Sarkozy annonce le renforcement des sanctions contre le terrorisme

Le président candidat prévoit notamment de réprimer pénalement "toute personne qui consultera des sites internet qui font l'apologie du terrorisme". Le Premier ministre a annoncé que le gouvernement allait mettre en œuvre ces annonces "sans délai".

Le président de la République, Nicolas Sarkozy, lors d\'une intervention télévisée sur France 2, le 22 mars 2012.
Le président de la République, Nicolas Sarkozy, lors d'une intervention télévisée sur France 2, le 22 mars 2012. (FRANCE 2 / AFP)

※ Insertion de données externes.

async fn pool() -> PgPool {
    let url = std::env::var("DATABASE_URL").unwrap_or_else(|_| "postgres://localhost/formsync_test".into());
    DATABASE_READY
        .get_or_init(|| async { formsync::ensure_database_exists(&url).await.unwrap() })
        .await;
    let pool = PgPoolOptions::new().max_connections(5).connect(&url).await.unwrap();
    ensure_registry_table(&pool, SCHEMA).await.unwrap();
    pool
}

/// Unique form name so tests can run side by side.
fn form_name(prefix: &str) -> String {
    format!("{}_{}", prefix, &uuid::Uuid::new_v4().simple().to_string()[..8])
}

fn intake_spec(form_name: &str) -> FormSpec {
    serde_json::from_value(json!({
        "formName": form_name,
        "sections": [
            { "heading": "Employee", "fields": [
                { "type": "text", "name": "full_name" },
                { "type": "checkbox", "name": "agree" },
                { "type": "dropdown", "name": "dept", "options": ["eng", "ops"] },
                { "type": "text", "name": "age" },
                { "type": "text", "name": "tags" }
            ] },
            { "heading": "Family", "fields": [
                { "type": "table", "name": "dependents", "columns": [
                    { "name": "name", "type": "text" },
                    { "name": "age", "type": "text" }
                ] }
            ] }
        ]
    }))
    .unwrap()
}

async fn engine(form_name: &str) -> (FormSync, Arc<MemorySpecStore>) {
    let specs = Arc::new(MemorySpecStore::new());
    specs.insert(intake_spec(form_name));
    (FormSync::new(Some(pool().await), specs.clone(), SCHEMA), specs)
}

fn submission(form_name: &str, session_id: &str, data: Value) -> Submission {
    Submission::new(form_name, session_id, data.as_object().unwrap().clone())
}

async fn table_exists(pool: &PgPool, table: &str) -> bool {
    sqlx::query_scalar::<_, bool>(
        "SELECT EXISTS(SELECT 1 FROM information_schema.tables WHERE table_schema = $1 AND table_name = $2)",
    )
    .bind(SCHEMA)
    .bind(table)
    .fetch_one(pool)
    .await
    .unwrap()
}

#[tokio::test]
#[ignore = "requires running PostgreSQL database"]
async fn provisioning_is_idempotent() {
    let form = form_name("prov");
    let (engine, _) = engine(&form).await;
    let pool = engine.pool().unwrap();
    let layout = map_schema(&intake_spec(&form));

    assert!(SchemaProvisioner::provision(pool, SCHEMA, &form, &layout).await.unwrap());
    assert!(!SchemaProvisioner::provision(pool, SCHEMA, &form, &layout).await.unwrap());
    assert!(table_exists(pool, &form).await);
    assert!(table_exists(pool, &format!("{}_dependents", form)).await);
    assert!(engine.registered_forms().await.unwrap().contains(&form));

    let (a, b) = tokio::join!(
        SchemaProvisioner::provision(pool, SCHEMA, &form, &layout),
        SchemaProvisioner::provision(pool, SCHEMA, &form, &layout)
    );
    assert!(!a.unwrap() && !b.unwrap());

    engine.drop_form(&form).await;
}

async fn column_set(pool: &PgPool, table: &str) -> Vec<(String, String)> {
    sqlx::query_as(
        "SELECT column_name::text, data_type::text FROM information_schema.columns \
         WHERE table_schema = $1 AND table_name = $2 ORDER BY ordinal_position",
    )
    .bind(SCHEMA)
    .bind(table)
    .fetch_all(pool)
    .await
    .unwrap()
}

#[tokio::test]
#[ignore = "requires running PostgreSQL database"]
async fn reprovisioning_leaves_columns_untouched() {
    let form = form_name("cols");
    let (engine, _) = engine(&form).await;
    let pool = engine.pool().unwrap();
    let child = format!("{}_dependents", form);
    let layout = map_schema(&intake_spec(&form));

    assert!(SchemaProvisioner::provision(pool, SCHEMA, &form, &layout).await.unwrap());
    let main_before = column_set(pool, &form).await;
    let child_before = column_set(pool, &child).await;
    assert_eq!(main_before.len(), 2 + layout.main_columns.len());
    assert_eq!(
        child_before.iter().map(|(c, _)| c.as_str()).collect::<Vec<_>>(),
        ["id", "session_id", "row_index", "name", "age"]
    );

    let mut grown = layout.clone();
    grown.main_columns.push("extra".into());
    grown.child_tables[0].columns.push("relation".into());
    assert!(!SchemaProvisioner::provision(pool, SCHEMA, &form, &layout).await.unwrap());
    assert!(!SchemaProvisioner::provision(pool, SCHEMA, &form, &grown).await.unwrap());
    assert_eq!(column_set(pool, &form).await, main_before);
    assert_eq!(column_set(pool, &child).await, child_before);

    engine.drop_form(&form).await;
}

#[tokio::test]
#[ignore = "requires running PostgreSQL database"]
async fn concurrent_first_submissions_provision_once() {
    let form = form_name("race");
    let (engine, specs) = engine(&form).await;
    let s1 = submission(&form, "s1", json!({ "full_name": "A" }));
    let s2 = submission(&form, "s2", json!({ "full_name": "B" }));
    let (a, b) = tokio::join!(engine.synchronize(&s1), engine.synchronize(&s2));
    assert!(a.unwrap().is_synced());
    assert!(b.unwrap().is_synced());
    assert_eq!(engine.list_records(&form).await.unwrap().len(), 2);
    assert!(specs.get(&form).unwrap().provisioned);

    engine.drop_form(&form).await;
}

#[tokio::test]
#[ignore = "requires running PostgreSQL database"]
async fn upsert_keeps_one_row_with_latest_values() {
    let form = form_name("upsert");
    let (engine, _) = engine(&form).await;

    engine
        .synchronize(&submission(&form, "s1", json!({ "full_name": "Jane", "dept": "eng" })))
        .await
        .unwrap();
    engine
        .synchronize(&submission(&form, "s1", json!({ "full_name": "Jane Doe" })))
        .await
        .unwrap();

    let records = engine.list_records(&form).await.unwrap();
    assert_eq!(records.len(), 1);
    assert_eq!(records[0]["full_name"], "Jane Doe");
    assert_eq!(records[0]["dept"], "eng", "absent field keeps its stored value");

    engine.drop_form(&form).await;
}

#[tokio::test]
#[ignore = "requires running PostgreSQL database"]
async fn child_rows_are_replaced_in_order() {
    let form = form_name("child");
    let (engine, _) = engine(&form).await;

    let three = json!({ "dependents": [
        { "name": "Sam", "age": "10" }, { "name": "Ann", "age": "7" }, { "name": "Bo", "age": "3" }
    ] });
    let outcome = engine.synchronize(&submission(&form, "s1", three)).await.unwrap();
    match outcome {
        SyncOutcome::Synced(summary) => assert_eq!(summary.child_rows.get("dependents"), Some(&3)),
        other => panic!("unexpected outcome {:?}", other),
    }

    let two = json!({ "dependents": [{ "name": "Zed", "age": "40" }, { "table_name": "Yan", "age": 38 }] });
    engine.synchronize(&submission(&form, "s1", two)).await.unwrap();

    let record = engine.get_record(&form, "s1").await.unwrap().unwrap();
    let rows = record["dependents"].as_array().unwrap();
    assert_eq!(rows.len(), 2);
    assert_eq!(rows[0]["name"], "Zed");
    assert_eq!(rows[0]["row_index"], 0);
    assert_eq!(rows[1]["name"], "Yan");
    assert_eq!(rows[1]["age"], "38");

    engine.synchronize(&submission(&form, "s1", json!({ "full_name": "kept" }))).await.unwrap();
    let record = engine.get_record(&form, "s1").await.unwrap().unwrap();
    assert_eq!(record["dependents"].as_array().unwrap().len(), 2, "absent table field leaves rows");

    engine.synchronize(&submission(&form, "s1", json!({ "dependents": [] }))).await.unwrap();
    let record = engine.get_record(&form, "s1").await.unwrap().unwrap();
    assert_eq!(record["dependents"], json!([]));

    engine.drop_form(&form).await;
}

#[tokio::test]
#[ignore = "requires running PostgreSQL database"]
async fn scalars_round_trip_as_text() {
    let form = form_name("scalar");
    let (engine, _) = engine(&form).await;
    let data = json!({ "full_name": "Jane", "agree": true, "age": 30, "tags": ["a", "b"], "dept": null });
    engine.synchronize(&submission(&form, "s1", data)).await.unwrap();

    let record = engine.get_record(&form, "s1").await.unwrap().unwrap();
    assert_eq!(record["session_id"], "s1");
    assert_eq!(record["full_name"], "Jane");
    assert_eq!(record["agree"], "true");
    assert_eq!(record["age"], "30");
    assert_eq!(record["tags"], r#"["a","b"]"#);
    assert_eq!(record["dept"], Value::Null);
    assert!(record["submitted_at"].is_string());

    engine.drop_form(&form).await;
}

#[tokio::test]
#[ignore = "requires running PostgreSQL database"]
async fn missing_child_table_reads_as_empty() {
    let form = form_name("absent");
    let (engine, _) = engine(&form).await;
    let data = json!({ "full_name": "Jane", "dependents": [{ "name": "Sam" }] });
    engine.synchronize(&submission(&form, "s1", data)).await.unwrap();

    let pool = engine.pool().unwrap();
    sqlx::query(&format!("DROP TABLE \"{}_dependents\"", form)).execute(pool).await.unwrap();
    let record = engine.get_record(&form, "s1").await.unwrap().unwrap();
    assert_eq!(record["dependents"], json!([]));
    assert!(engine.get_record(&form, "nobody").await.unwrap().is_none());

    engine.drop_form(&form).await;
    assert!(engine.list_records(&form).await.unwrap().is_empty());
}

#[tokio::test]
#[ignore = "requires running PostgreSQL database"]
async fn mismatched_payload_leaves_session_unchanged() {
    let form = form_name("mismatch");
    let (engine, _) = engine(&form).await;
    engine
        .synchronize(&submission(&form, "s1", json!({ "full_name": "Jane" })))
        .await
        .unwrap();

    let err = engine
        .synchronize(&submission(&form, "s1", json!({ "full_name": "Other", "kids": [{ "name": "x" }] })))
        .await
        .unwrap_err();
    assert!(matches!(err, SyncError::SchemaMismatch(_)));
    let record = engine.get_record(&form, "s1").await.unwrap().unwrap();
    assert_eq!(record["full_name"], "Jane");

    engine.drop_form(&form).await;
}

#[tokio::test]
#[ignore = "requires running PostgreSQL database"]
async fn employee_intake_end_to_end() {
    let form = form_name("employee_intake");
    let (engine, specs) = engine(&form).await;
    let pool = engine.pool().unwrap().clone();

    let data = json!({
        "_meta": { "formName": form, "sessionId": "abc123", "submittedAt": "2026-03-01T10:00:00.000Z" },
        "full_name": "Jane Doe",
        "dependents": [{ "name": "Sam", "age": "10" }, { "name": "Ann", "age": "7" }]
    });
    let s = Submission::from_payload(None, None, data).unwrap();
    assert_eq!(s.session_id, "abc123");
    engine.synchronize(&s).await.unwrap();

    let records = engine.list_records(&form).await.unwrap();
    assert_eq!(records.len(), 1);
    assert_eq!(records[0]["full_name"], "Jane Doe");
    assert_eq!(records[0]["submitted_at"], "2026-03-01T10:00:00.000Z");

    let record = engine.get_record(&form, "abc123").await.unwrap().unwrap();
    let names: Vec<&str> = record["dependents"]
        .as_array()
        .unwrap()
        .iter()
        .map(|r| r["name"].as_str().unwrap())
        .collect();
    assert_eq!(names, ["Sam", "Ann"]);

    let report = engine.drop_form(&form).await;
    assert_eq!(report.tables.len(), 2);
    assert_eq!(report.tables[0].table, format!("{}_dependents", form));
    assert!(report.tables.iter().all(|t| t.dropped && t.error.is_none()));
    assert!(report.registry_cleared);
    assert!(report.spec_reset);
    assert!(!specs.get(&form).unwrap().provisioned);
    assert!(!table_exists(&pool, &form).await);

    let again = engine.drop_form(&form).await;
    assert!(again.tables.iter().all(|t| t.dropped), "dropping twice is harmless");

    engine.synchronize(&s).await.unwrap();
    assert_eq!(engine.list_records(&form).await.unwrap().len(), 1, "re-provisions after teardown");
    engine.drop_form(&form).await;
}

#[tokio::test]
#[ignore = "requires running PostgreSQL database"]
async fn concurrent_saves_of_one_session_apply_whole() {
    let form = form_name("same");
    let (engine, _) = engine(&form).await;
    engine
        .synchronize(&submission(&form, "s1", json!({ "full_name": "seed" })))
        .await
        .unwrap();

    let mut tasks = tokio::task::JoinSet::new();
    for i in 0..8usize {
        let engine = engine.clone();
        let rows: Vec<Value> = (0..=i).map(|k| json!({ "name": format!("v{}-{}", i, k) })).collect();
        let s = submission(&form, "s1", json!({ "full_name": format!("v{}", i), "dependents": rows }));
        tasks.spawn(async move { engine.synchronize(&s).await });
    }
    while let Some(result) = tasks.join_next().await {
        assert!(result.unwrap().unwrap().is_synced());
    }

    assert_eq!(engine.list_records(&form).await.unwrap().len(), 1);
    let record = engine.get_record(&form, "s1").await.unwrap().unwrap();
    let winner = record["full_name"].as_str().unwrap().to_string();
    let i: usize = winner.trim_start_matches('v').parse().unwrap();
    let rows = record["dependents"].as_array().unwrap();
    assert_eq!(rows.len(), i + 1, "child rows come from one submission");
    for (k, row) in rows.iter().enumerate() {
        assert_eq!(row["name"], format!("{}-{}", winner, k));
        assert_eq!(row["row_index"], k);
    }

    engine.drop_form(&form).await;
}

Après la mort de Mohamed Merah, l'auteur présumé des tueries de Toulouse et Montauban, lors d'un assaut du Raid, Nicolas Sarkozy a annoncé jeudi 22 mars des mesures pour réprimer "l'apologie du terrorisme" ou "l'appel à la haine et à la violence".

Le président candidat prévoit de punir pénalement "toute personne qui consultera des sites internet qui font l'apologie du terrorisme". Le même sort doit être réservé aux personnes qui se rendront à l'étranger pour se former au terrorisme, a-t-il estimé devant les médias à l'Elysée. En outre, "la propagation et l'apologie d'idéologies extrémistes seront réprimées par un délit figurant au Code pénal, avec les moyens qui sont déjà ceux de la lutte antiterroriste", a-t-il dit.

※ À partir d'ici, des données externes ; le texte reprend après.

//! formsync: provision relational tables from form specs and keep submissions in sync with them.

pub mod archive;
pub mod config;
pub mod engine;
pub mod error;
pub mod handlers;
pub mod ident;
pub mod mapper;
pub mod payload;
pub mod provision;
pub mod response;
pub mod routes;
pub mod seed;
pub mod service;
pub mod spec;
pub mod sql;
pub mod state;
pub mod store;

pub use archive::SubmissionArchive;
pub use config::SyncConfig;
pub use engine::{FormSync, SyncOutcome, TeardownReport};
pub use error::{SpecError, SyncError};
pub use mapper::{map_schema, ChildTable, FormSchema};
pub use payload::{SaveRequest, Submission};
pub use provision::SchemaProvisioner;
pub use routes::router;
pub use seed::{seed_from_archive, SeedReport, SeedStatus};
pub use service::{RecordReader, RecordSynchronizer, SyncSummary, TableOutcome, TeardownManager};
pub use spec::{FileSpecStore, FormSpec, MemorySpecStore, SpecStore};
pub use state::AppState;
pub use store::{ensure_database_exists, ensure_registry_table};
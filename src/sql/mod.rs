//! SQL text for form tables: identifiers quoted, values always bound as parameters.

mod builder;
pub mod params;
pub use builder::*;
pub use params::*;
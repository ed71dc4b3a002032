//! Spec document persistence. Documents live at `{dir}/{formName}_spec.json`.

use crate::error::SpecError;
use crate::ident::invalid_schema_identifier;
use crate::mapper::map_schema;
use crate::spec::FormSpec;
use async_trait::async_trait;
use serde_json::Value;
use std::collections::HashMap;
use std::path::{Path, PathBuf};
use std::sync::RwLock;

const FLAG_KEY: &str = "provisioned";
const LEGACY_FLAG_KEY: &str = "dbTableCreated";

/// Source of form specs and owner of the persisted `provisioned` flag.
#[async_trait]
pub trait SpecStore: Send + Sync {
    /// Spec for `form_name`, or None when no document exists.
    async fn load(&self, form_name: &str) -> Result<Option<FormSpec>, SpecError>;

    /// Persist the `provisioned` flag. A missing document is not an error.
    async fn set_provisioned(&self, form_name: &str, provisioned: bool) -> Result<(), SpecError>;
}

/// Spec documents stored as JSON files in one directory.
#[derive(Clone, Debug)]
pub struct FileSpecStore {
    dir: PathBuf,
}

impl FileSpecStore {
    pub fn new(dir: impl Into<PathBuf>) -> Self {
        FileSpecStore { dir: dir.into() }
    }

    pub fn dir(&self) -> &Path {
        &self.dir
    }

    pub fn spec_path(&self, form_name: &str) -> PathBuf {
        spec_path(&self.dir, form_name)
    }

    async fn read_document(&self, form_name: &str) -> Result<Option<String>, SpecError> {
        match tokio::fs::read_to_string(self.spec_path(form_name)).await {
            Ok(raw) => Ok(Some(raw)),
            Err(e) if e.kind() == std::io::ErrorKind::NotFound => Ok(None),
            Err(e) => Err(e.into()),
        }
    }
}

/// Deterministic document path for a form.
pub fn spec_path(dir: &Path, form_name: &str) -> PathBuf {
    dir.join(format!("{}_spec.json", form_name))
}

/// True for file names that hold specs rather than submissions.
pub fn is_spec_file_name(name: &str) -> bool {
    name.ends_with("_spec.json")
}

fn parse_spec(form_name: &str, raw: &str) -> Result<FormSpec, SpecError> {
    let mut spec: FormSpec = serde_json::from_str(raw).map_err(|source| SpecError::Parse {
        form: form_name.to_string(),
        source,
    })?;
    if spec.form_name.is_empty() {
        spec.form_name = form_name.to_string();
    }
    if let Some(name) = invalid_schema_identifier(&spec.form_name, &map_schema(&spec)) {
        return Err(SpecError::InvalidIdentifier {
            form: form_name.to_string(),
            name,
        });
    }
    Ok(spec)
}

#[async_trait]
impl SpecStore for FileSpecStore {
    async fn load(&self, form_name: &str) -> Result<Option<FormSpec>, SpecError> {
        let Some(raw) = self.read_document(form_name).await? else {
            return Ok(None);
        };
        parse_spec(form_name, &raw).map(Some)
    }

    async fn set_provisioned(&self, form_name: &str, provisioned: bool) -> Result<(), SpecError> {
        let Some(raw) = self.read_document(form_name).await? else {
            tracing::debug!(form = %form_name, "no spec document; provisioned flag not persisted");
            return Ok(());
        };
        // Rewrite the raw document so keys this crate does not model survive.
        let mut doc: Value = serde_json::from_str(&raw).map_err(|source| SpecError::Parse {
            form: form_name.to_string(),
            source,
        })?;
        if let Some(obj) = doc.as_object_mut() {
            // Both keys present would be a duplicate field on the next load.
            let key = if obj.contains_key(LEGACY_FLAG_KEY) { LEGACY_FLAG_KEY } else { FLAG_KEY };
            obj.insert(key.into(), Value::Bool(provisioned));
        }
        let pretty = serde_json::to_string_pretty(&doc).map_err(|source| SpecError::Parse {
            form: form_name.to_string(),
            source,
        })?;
        let path = self.spec_path(form_name);
        let tmp = path.with_extension("json.tmp");
        tokio::fs::write(&tmp, pretty).await?;
        tokio::fs::rename(&tmp, &path).await?;
        Ok(())
    }
}

/// In-process spec store, for embedding and tests.
#[derive(Default)]
pub struct MemorySpecStore {
    specs: RwLock<HashMap<String, FormSpec>>,
}

impl MemorySpecStore {
    pub fn new() -> Self {
        Self::default()
    }

    pub fn insert(&self, spec: FormSpec) {
        let mut guard = self.specs.write().unwrap_or_else(|e| e.into_inner());
        guard.insert(spec.form_name.clone(), spec);
    }

    pub fn get(&self, form_name: &str) -> Option<FormSpec> {
        let guard = self.specs.read().unwrap_or_else(|e| e.into_inner());
        guard.get(form_name).cloned()
    }
}

#[async_trait]
impl SpecStore for MemorySpecStore {
    async fn load(&self, form_name: &str) -> Result<Option<FormSpec>, SpecError> {
        Ok(self.get(form_name))
    }

    async fn set_provisioned(&self, form_name: &str, provisioned: bool) -> Result<(), SpecError> {
        let mut guard = self.specs.write().unwrap_or_else(|e| e.into_inner());
        if let Some(spec) = guard.get_mut(form_name) {
            spec.provisioned = provisioned;
        }
        Ok(())
    }
}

Le chef de l'Etat a également demandé au ministre de la Justice, Michel Mercier, de lancer une étude sur la propagation des idées fondamentalistes en prison. "Avec le Premier ministre, j'ai demandé au garde des Sceaux de mener une réflexion approfondie sur la propagation de ces idéologies dans le milieu carcéral, a-t-il déclaré. Nous ne pouvons accepter que nos prisons deviennent des terreaux d'endoctrinement à des idéologies de haine et de terrorisme."

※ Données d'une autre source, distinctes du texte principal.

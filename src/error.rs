//! Typed errors and HTTP mapping.

use axum::{
    http::StatusCode,
    response::{IntoResponse, Response},
    Json,
};
use serde::Serialize;
use thiserror::Error;

/// SQLSTATE raised by PostgreSQL when a referenced relation does not exist.
const UNDEFINED_TABLE: &str = "42P01";
const UNDEFINED_COLUMN: &str = "42703";

#[derive(Error, Debug)]
pub enum SpecError {
    #[error("spec document for '{form}' is not valid JSON: {source}")]
    Parse {
        form: String,
        #[source]
        source: serde_json::Error,
    },
    #[error("spec '{form}' has an invalid identifier: {name}")]
    InvalidIdentifier { form: String, name: String },
    #[error("spec io: {0}")]
    Io(#[from] std::io::Error),
}

#[derive(Error, Debug)]
pub enum SyncError {
    #[error("configuration: {0}")]
    Configuration(String),
    #[error("spec not found: {0}")]
    SpecNotFound(String),
    #[error(transparent)]
    Spec(#[from] SpecError),
    #[error("storage unavailable: {0}")]
    StorageUnavailable(#[from] sqlx::Error),
    #[error("schema mismatch: {0}")]
    SchemaMismatch(String),
    #[error("not found: {0}")]
    NotFound(String),
    #[error("bad request: {0}")]
    BadRequest(String),
    #[error("archive io: {0}")]
    Io(#[from] std::io::Error),
}

fn has_sqlstate(err: &sqlx::Error, code: &str) -> bool {
    match err {
        sqlx::Error::Database(db) => db.code().as_deref() == Some(code),
        _ => false,
    }
}

/// True when the error is PostgreSQL reporting a missing table.
pub fn is_undefined_table(err: &sqlx::Error) -> bool {
    has_sqlstate(err, UNDEFINED_TABLE)
}

/// True when a statement names a column the table does not have.
pub fn is_undefined_column(err: &sqlx::Error) -> bool {
    has_sqlstate(err, UNDEFINED_COLUMN)
}

#[derive(Serialize)]
pub struct ErrorBody {
    pub error: ErrorDetail,
}

#[derive(Serialize)]
pub struct ErrorDetail {
    pub code: String,
    pub message: String,
}

impl SyncError {
    fn status_and_code(&self) -> (StatusCode, &'static str) {
        match self {
            SyncError::Configuration(_) => (StatusCode::INTERNAL_SERVER_ERROR, "config_error"),
            SyncError::SpecNotFound(_) => (StatusCode::NOT_FOUND, "spec_not_found"),
            SyncError::Spec(_) => (StatusCode::UNPROCESSABLE_ENTITY, "spec_error"),
            SyncError::StorageUnavailable(_) => (StatusCode::SERVICE_UNAVAILABLE, "storage_unavailable"),
            SyncError::SchemaMismatch(_) => (StatusCode::UNPROCESSABLE_ENTITY, "schema_mismatch"),
            SyncError::NotFound(_) => (StatusCode::NOT_FOUND, "not_found"),
            SyncError::BadRequest(_) => (StatusCode::BAD_REQUEST, "bad_request"),
            SyncError::Io(_) => (StatusCode::INTERNAL_SERVER_ERROR, "io_error"),
        }
    }
}

impl IntoResponse for SyncError {
    fn into_response(self) -> Response {
        let (status, code) = self.status_and_code();
        if status.is_server_error() {
            tracing::error!(error = %self, "request failed");
        }
        let body = ErrorBody {
            error: ErrorDetail {
                code: code.to_string(),
                message: self.to_string(),
            },
        };
        (status, Json(body)).into_response()
    }
}
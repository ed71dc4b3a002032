//! Shared application state for all routes.

use crate::archive::SubmissionArchive;
use crate::engine::FormSync;
use std::sync::Arc;

#[derive(Clone)]
pub struct AppState {
    pub engine: FormSync,
    pub archive: Arc<SubmissionArchive>,
}

impl AppState {
    pub fn new(engine: FormSync, archive: SubmissionArchive) -> Self {
        AppState {
            engine,
            archive: Arc::new(archive),
        }
    }
}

Des annonces mises en œuvre "sans délai"

Peu après l'allocution du chef de l'Etat, le Premier ministre, François Fillon, a indiqué que le gouvernement allait s'attacher "sans délai à la mise en œuvre des orientations fixées" par Nicolas Sarkozy.

"La lutte contre le terrorisme et ses motivations, en particulier le racisme et l'antisémitisme, demeure plus que jamais une priorité absolue pour la République, comme l'a rappelé le président de la République", a déclaré François Fillon. Le Premier ministre a salué en outre "l'unité que les Français manifestent au cours de cette douloureuse épreuve".